Last semester I went through a dark phase where I spent my days living for the night. I spent my days looking forward to my dreams because... My dreams were bettter than my reality. I...wow, I can't believe I'm actually going to..I dreamt that I was living in England in an apartment with three of the most random people I could've imagined in one apartment, I was in love with coffee and wore cute vintage dresses and worked at a radio station/theatre in the downtown London area, and helped out at a studio/theatre during the evenings. I dreamt that I had relationships with people there, that I had a life there, and everyday I would wake up in the morning and live my reality, go to class and see people and it was like the reality wasn't real, my night time, my dreams, were my reality.

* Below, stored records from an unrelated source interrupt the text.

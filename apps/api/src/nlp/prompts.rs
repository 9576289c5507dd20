// Prompt constants for the LLM-backed recognizer.

/// System prompt for entity/phrase recognition — enforces JSON-only output.
pub const RECOGNIZE_SYSTEM: &str = "You are a precise named-entity and noun-phrase tagger \
    for resumes and job descriptions. \
    You MUST respond with valid JSON only. \
    Do NOT include any text outside the JSON object. \
    Do NOT use markdown code fences. \
    Do NOT include explanations or apologies.";

/// Recognition prompt template. Replace `{text}` before sending.
pub const RECOGNIZE_PROMPT_TEMPLATE: &str = r#"Tag the following text.

Return a JSON object with this EXACT schema (no extra fields):
{
  "entities": [
    {"text": "Amazon Web Services", "label": "organization"}
  ],
  "phrases": [
    "distributed systems"
  ]
}

Rules:
- "label" is one of: "organization", "product", "location", "person", "other".
- Technologies, tools, frameworks and platforms are "product".
- Copy entity text exactly as it appears, preserving case.
- "phrases" lists the noun phrases of the text, each copied verbatim.
- Do NOT invent text that does not appear in the input.

TEXT:
{text}"#;
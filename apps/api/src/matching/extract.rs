//! Document text extraction — turns an uploaded resume into plain `resume_text`.

use thiserror::Error;
use tracing::info;

#[derive(Debug, Error)]
pub enum ExtractError {
    #[error("Unsupported document type: {0}")]
    Unsupported(String),

    #[error("Could not read PDF: {0}")]
    Pdf(String),

    #[error("Document is not valid UTF-8 text")]
    NotUtf8,
}

#[derive(Debug, Clone, Copy, PartialEq)]
pub enum DocumentKind {
    Pdf,
    PlainText,
}

impl DocumentKind {
    /// Picks the kind from the declared content type, falling back to the
    /// file extension when the client sends a generic type.
    pub fn detect(content_type: Option<&str>, file_name: Option<&str>) -> Result<Self, ExtractError> {
        let content_type = content_type.unwrap_or("application/octet-stream");
        match content_type {
            "application/pdf" => return Ok(DocumentKind::Pdf),
            t if t.starts_with("text/plain") => return Ok(DocumentKind::PlainText),
            "application/octet-stream" => {}
            other => return Err(ExtractError::Unsupported(other.to_string())),
        }

        let extension = file_name
            .and_then(|n| n.rsplit_once('.'))
            .map(|(_, ext)| ext.to_lowercase());
        match extension.as_deref() {
            Some("pdf") => Ok(DocumentKind::Pdf),
            Some("txt") => Ok(DocumentKind::PlainText),
            _ => Err(ExtractError::Unsupported(
                file_name.unwrap_or("unnamed upload").to_string(),
            )),
        }
    }
}

/// Extracts and normalises the text of a document.
pub fn extract_text(bytes: &[u8], kind: DocumentKind) -> Result<String, ExtractError> {
    let raw = match kind {
        DocumentKind::Pdf => pdf_extract::extract_text_from_mem(bytes)
            .map_err(|e| ExtractError::Pdf(e.to_string()))?,
        DocumentKind::PlainText => {
            String::from_utf8(bytes.to_vec()).map_err(|_| ExtractError::NotUtf8)?
        }
    };

    let text = collapse_whitespace(&raw);
    info!("Extracted text from {kind:?} document. Length: {}", text.len());
    Ok(text)
}

/// Collapses every whitespace run (newlines included) to one space and trims.
pub fn collapse_whitespace(text: &str) -> String {
    text.split_whitespace().collect::<Vec<_>>().join(" ")
}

I was living the life I wanted inside my head. I was living my dreams as my actual life, I was living my fictioin so that I could be happy. I guess it was good then, that I had practised so much imaginary within my years leading up to this, otherwise I would've probably not made it through last semester. Somedays I'm still living for my dreams, but I'm working on it, I'm doing my best to take the real reality, the everyday life, my awake life, as a lovely beautiful thing.

But there are some days,

the days where I don't want to get out of bed because I can live in my head in bed. I can sleep and take care of all of the things that I want to in there, I can be who I want to be and be happy. I can be happy both ways, but it's not a balance I need. I need to realise that this reality is the reality I need to identify with too.

So if you have something to identify with, I suggest you express it. I just basically laid out something that I've held inside for a while, only have told a couple people about that, and those people would tuck me into bed everynight last year, making sure that I woke up, and may or may not have brightened it a little. It's gotten better, but I still identify with my imagination. That is something that defines me.

Clearly I think so, I love the world inside my head.